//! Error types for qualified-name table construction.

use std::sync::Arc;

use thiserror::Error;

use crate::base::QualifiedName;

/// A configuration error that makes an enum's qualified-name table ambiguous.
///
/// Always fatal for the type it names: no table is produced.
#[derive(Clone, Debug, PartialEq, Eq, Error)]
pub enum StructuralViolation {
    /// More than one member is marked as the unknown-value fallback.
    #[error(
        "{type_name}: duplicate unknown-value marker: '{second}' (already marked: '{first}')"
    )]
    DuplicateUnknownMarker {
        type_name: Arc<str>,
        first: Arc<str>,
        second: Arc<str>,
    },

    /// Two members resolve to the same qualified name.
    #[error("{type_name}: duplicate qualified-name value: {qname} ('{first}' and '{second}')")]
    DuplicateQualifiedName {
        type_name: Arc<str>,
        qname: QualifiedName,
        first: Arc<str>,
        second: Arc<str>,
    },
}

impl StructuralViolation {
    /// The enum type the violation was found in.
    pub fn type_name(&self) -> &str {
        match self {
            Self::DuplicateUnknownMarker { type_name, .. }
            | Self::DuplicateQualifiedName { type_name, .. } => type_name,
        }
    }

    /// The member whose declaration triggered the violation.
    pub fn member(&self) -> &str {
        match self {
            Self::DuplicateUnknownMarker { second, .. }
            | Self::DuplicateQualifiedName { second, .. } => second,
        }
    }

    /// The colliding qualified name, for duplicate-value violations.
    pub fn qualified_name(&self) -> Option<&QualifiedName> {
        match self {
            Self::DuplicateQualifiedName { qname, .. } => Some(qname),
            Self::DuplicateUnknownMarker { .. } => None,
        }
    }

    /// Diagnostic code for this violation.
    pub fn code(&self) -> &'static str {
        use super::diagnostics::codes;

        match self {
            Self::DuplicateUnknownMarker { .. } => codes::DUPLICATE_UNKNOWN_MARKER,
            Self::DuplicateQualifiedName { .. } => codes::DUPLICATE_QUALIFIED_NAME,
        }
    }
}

┄┄┄┄┄┄

What is needed: What you return must match the records exactly, down to the last line.

Solution to this problem:
//! Error types for qualified-name table construction.

use std::sync::Arc;

use thiserror::Error;

use crate::base::QualifiedName;

/// A configuration error that makes an enum's qualified-name table ambiguous.
///
/// Always fatal for the type it names: no table is produced.
#[derive(Clone, Debug, PartialEq, Eq, Error)]
pub enum StructuralViolation {
    /// More than one member is marked as the unknown-value fallback.
    #[error(
        "{type_name}: duplicate unknown-value marker: '{second}' (already marked: '{first}')"
    )]
    DuplicateUnknownMarker {
        type_name: Arc<str>,
        first: Arc<str>,
        second: Arc<str>,
    },

    /// Two members resolve to the same qualified name.
    #[error("{type_name}: duplicate qualified-name value: {qname} ('{first}' and '{second}')")]
    DuplicateQualifiedName {
        type_name: Arc<str>,
        qname: QualifiedName,
        first: Arc<str>,
        second: Arc<str>,
    },
}

impl StructuralViolation {
    /// The enum type the violation was found in.
    pub fn type_name(&self) -> &str {
        match self {
            Self::DuplicateUnknownMarker { type_name, .. }
            | Self::DuplicateQualifiedName { type_name, .. } => type_name,
        }
    }

    /// The member whose declaration triggered the violation.
    pub fn member(&self) -> &str {
        match self {
            Self::DuplicateUnknownMarker { second, .. }
            | Self::DuplicateQualifiedName { second, .. } => second,
        }
    }

    /// The colliding qualified name, for duplicate-value violations.
    pub fn qualified_name(&self) -> Option<&QualifiedName> {
        match self {
            Self::DuplicateQualifiedName { qname, .. } => Some(qname),
            Self::DuplicateUnknownMarker { .. } => None,
        }
    }

    /// Diagnostic code for this violation.
    pub fn code(&self) -> &'static str {
        use super::diagnostics::codes;

        match self {
            Self::DuplicateUnknownMarker { .. } => codes::DUPLICATE_UNKNOWN_MARKER,
            Self::DuplicateQualifiedName { .. } => codes::DUPLICATE_QUALIFIED_NAME,
        }
    }
}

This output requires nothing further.